Problem
In the data that follows, find the line with "Self::new()"; transcribe it, every later line up to the one with "let parley_family = self", and that line as well, exactly and with no others.

[Collected data]
*** Block opens ***

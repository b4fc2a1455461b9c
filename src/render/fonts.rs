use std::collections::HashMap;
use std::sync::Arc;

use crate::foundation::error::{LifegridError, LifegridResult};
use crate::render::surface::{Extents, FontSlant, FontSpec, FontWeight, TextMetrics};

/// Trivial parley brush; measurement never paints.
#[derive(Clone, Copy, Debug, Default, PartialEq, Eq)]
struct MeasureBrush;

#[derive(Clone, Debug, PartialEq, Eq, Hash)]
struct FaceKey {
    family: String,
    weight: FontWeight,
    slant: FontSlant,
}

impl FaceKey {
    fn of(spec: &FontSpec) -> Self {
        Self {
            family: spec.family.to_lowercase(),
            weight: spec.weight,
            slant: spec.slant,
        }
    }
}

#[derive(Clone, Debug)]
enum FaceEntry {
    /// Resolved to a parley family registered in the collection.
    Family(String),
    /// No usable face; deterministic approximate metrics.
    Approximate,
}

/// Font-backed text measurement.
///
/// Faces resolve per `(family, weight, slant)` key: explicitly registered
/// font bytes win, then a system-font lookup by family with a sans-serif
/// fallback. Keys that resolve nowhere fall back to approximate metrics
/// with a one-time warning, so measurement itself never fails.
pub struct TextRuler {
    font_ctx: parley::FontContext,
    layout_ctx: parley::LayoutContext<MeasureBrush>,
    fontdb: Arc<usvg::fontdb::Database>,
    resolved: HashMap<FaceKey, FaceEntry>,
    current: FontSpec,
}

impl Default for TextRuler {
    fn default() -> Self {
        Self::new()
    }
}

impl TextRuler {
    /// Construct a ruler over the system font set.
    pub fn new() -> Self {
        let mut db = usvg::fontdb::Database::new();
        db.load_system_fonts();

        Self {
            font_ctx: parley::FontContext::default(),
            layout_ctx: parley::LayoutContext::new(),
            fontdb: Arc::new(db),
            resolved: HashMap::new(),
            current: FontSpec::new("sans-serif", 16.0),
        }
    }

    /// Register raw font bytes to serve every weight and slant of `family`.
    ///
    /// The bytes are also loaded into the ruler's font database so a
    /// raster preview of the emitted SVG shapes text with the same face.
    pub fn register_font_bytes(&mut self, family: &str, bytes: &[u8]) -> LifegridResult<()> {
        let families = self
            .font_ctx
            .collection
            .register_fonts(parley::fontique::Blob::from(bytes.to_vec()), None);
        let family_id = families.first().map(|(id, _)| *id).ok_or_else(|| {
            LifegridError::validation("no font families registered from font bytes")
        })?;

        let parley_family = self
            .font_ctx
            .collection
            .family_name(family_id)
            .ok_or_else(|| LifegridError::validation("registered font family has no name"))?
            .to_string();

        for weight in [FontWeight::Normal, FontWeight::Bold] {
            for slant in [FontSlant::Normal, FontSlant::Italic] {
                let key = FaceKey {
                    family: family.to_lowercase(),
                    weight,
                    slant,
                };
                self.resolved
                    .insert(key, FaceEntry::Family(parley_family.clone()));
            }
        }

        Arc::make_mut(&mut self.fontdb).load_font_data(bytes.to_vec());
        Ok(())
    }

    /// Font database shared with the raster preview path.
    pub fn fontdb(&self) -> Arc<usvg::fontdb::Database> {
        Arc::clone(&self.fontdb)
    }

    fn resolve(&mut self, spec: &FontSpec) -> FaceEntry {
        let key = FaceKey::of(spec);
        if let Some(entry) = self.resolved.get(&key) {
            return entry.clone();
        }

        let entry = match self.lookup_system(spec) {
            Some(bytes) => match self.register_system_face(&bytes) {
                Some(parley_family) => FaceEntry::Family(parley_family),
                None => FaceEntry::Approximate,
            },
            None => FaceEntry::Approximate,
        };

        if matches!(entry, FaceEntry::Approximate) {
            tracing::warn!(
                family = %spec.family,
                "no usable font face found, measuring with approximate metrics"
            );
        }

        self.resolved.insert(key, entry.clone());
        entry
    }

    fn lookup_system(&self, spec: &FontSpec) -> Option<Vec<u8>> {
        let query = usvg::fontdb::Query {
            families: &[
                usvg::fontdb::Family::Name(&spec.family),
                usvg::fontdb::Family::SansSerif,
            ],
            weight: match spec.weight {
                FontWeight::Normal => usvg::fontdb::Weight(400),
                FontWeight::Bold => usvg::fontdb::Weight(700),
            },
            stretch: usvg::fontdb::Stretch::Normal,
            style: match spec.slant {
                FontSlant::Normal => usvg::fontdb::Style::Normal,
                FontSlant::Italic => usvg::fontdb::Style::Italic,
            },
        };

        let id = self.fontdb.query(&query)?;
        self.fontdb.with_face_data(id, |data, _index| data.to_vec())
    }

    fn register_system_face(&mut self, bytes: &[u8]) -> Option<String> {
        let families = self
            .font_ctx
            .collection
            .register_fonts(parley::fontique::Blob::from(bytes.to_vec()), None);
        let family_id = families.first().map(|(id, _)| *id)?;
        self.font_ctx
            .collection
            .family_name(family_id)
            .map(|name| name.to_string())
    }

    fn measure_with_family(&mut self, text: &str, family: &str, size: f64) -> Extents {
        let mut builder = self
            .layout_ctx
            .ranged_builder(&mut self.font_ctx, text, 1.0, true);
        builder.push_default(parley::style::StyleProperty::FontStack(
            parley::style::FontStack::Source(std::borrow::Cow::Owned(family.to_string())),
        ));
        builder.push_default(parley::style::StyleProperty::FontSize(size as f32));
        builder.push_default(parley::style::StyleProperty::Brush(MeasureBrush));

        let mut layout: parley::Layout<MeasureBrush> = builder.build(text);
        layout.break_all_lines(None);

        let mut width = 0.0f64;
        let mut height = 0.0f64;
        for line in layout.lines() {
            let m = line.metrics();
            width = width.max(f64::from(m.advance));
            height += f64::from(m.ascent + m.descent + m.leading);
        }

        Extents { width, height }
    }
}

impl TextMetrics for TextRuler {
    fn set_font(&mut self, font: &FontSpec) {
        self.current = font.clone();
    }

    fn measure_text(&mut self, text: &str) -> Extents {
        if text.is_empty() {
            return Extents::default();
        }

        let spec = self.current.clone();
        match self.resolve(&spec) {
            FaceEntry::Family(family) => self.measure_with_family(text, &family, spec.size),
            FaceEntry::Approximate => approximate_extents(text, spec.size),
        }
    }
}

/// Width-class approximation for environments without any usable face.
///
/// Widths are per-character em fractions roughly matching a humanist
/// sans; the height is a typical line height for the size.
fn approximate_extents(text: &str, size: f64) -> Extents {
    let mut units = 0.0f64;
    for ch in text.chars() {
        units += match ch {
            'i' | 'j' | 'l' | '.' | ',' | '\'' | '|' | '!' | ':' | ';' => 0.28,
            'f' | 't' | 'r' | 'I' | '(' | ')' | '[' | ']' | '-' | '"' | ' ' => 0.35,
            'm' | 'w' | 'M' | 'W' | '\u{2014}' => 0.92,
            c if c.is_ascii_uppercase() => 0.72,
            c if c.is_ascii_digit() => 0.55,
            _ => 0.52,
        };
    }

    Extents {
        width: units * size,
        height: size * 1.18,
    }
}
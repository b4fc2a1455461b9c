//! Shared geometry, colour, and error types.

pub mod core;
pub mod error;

*** Block closes ***

The completed task
        Self::new()
    }
}

impl TextRuler {
    /// Construct a ruler over the system font set.
    pub fn new() -> Self {
        let mut db = usvg::fontdb::Database::new();
        db.load_system_fonts();

        Self {
            font_ctx: parley::FontContext::default(),
            layout_ctx: parley::LayoutContext::new(),
            fontdb: Arc::new(db),
            resolved: HashMap::new(),
            current: FontSpec::new("sans-serif", 16.0),
        }
    }

    /// Register raw font bytes to serve every weight and slant of `family`.
    ///
    /// The bytes are also loaded into the ruler's font database so a
    /// raster preview of the emitted SVG shapes text with the same face.
    pub fn register_font_bytes(&mut self, family: &str, bytes: &[u8]) -> LifegridResult<()> {
        let families = self
            .font_ctx
            .collection
            .register_fonts(parley::fontique::Blob::from(bytes.to_vec()), None);
        let family_id = families.first().map(|(id, _)| *id).ok_or_else(|| {
            LifegridError::validation("no font families registered from font bytes")
        })?;

        let parley_family = self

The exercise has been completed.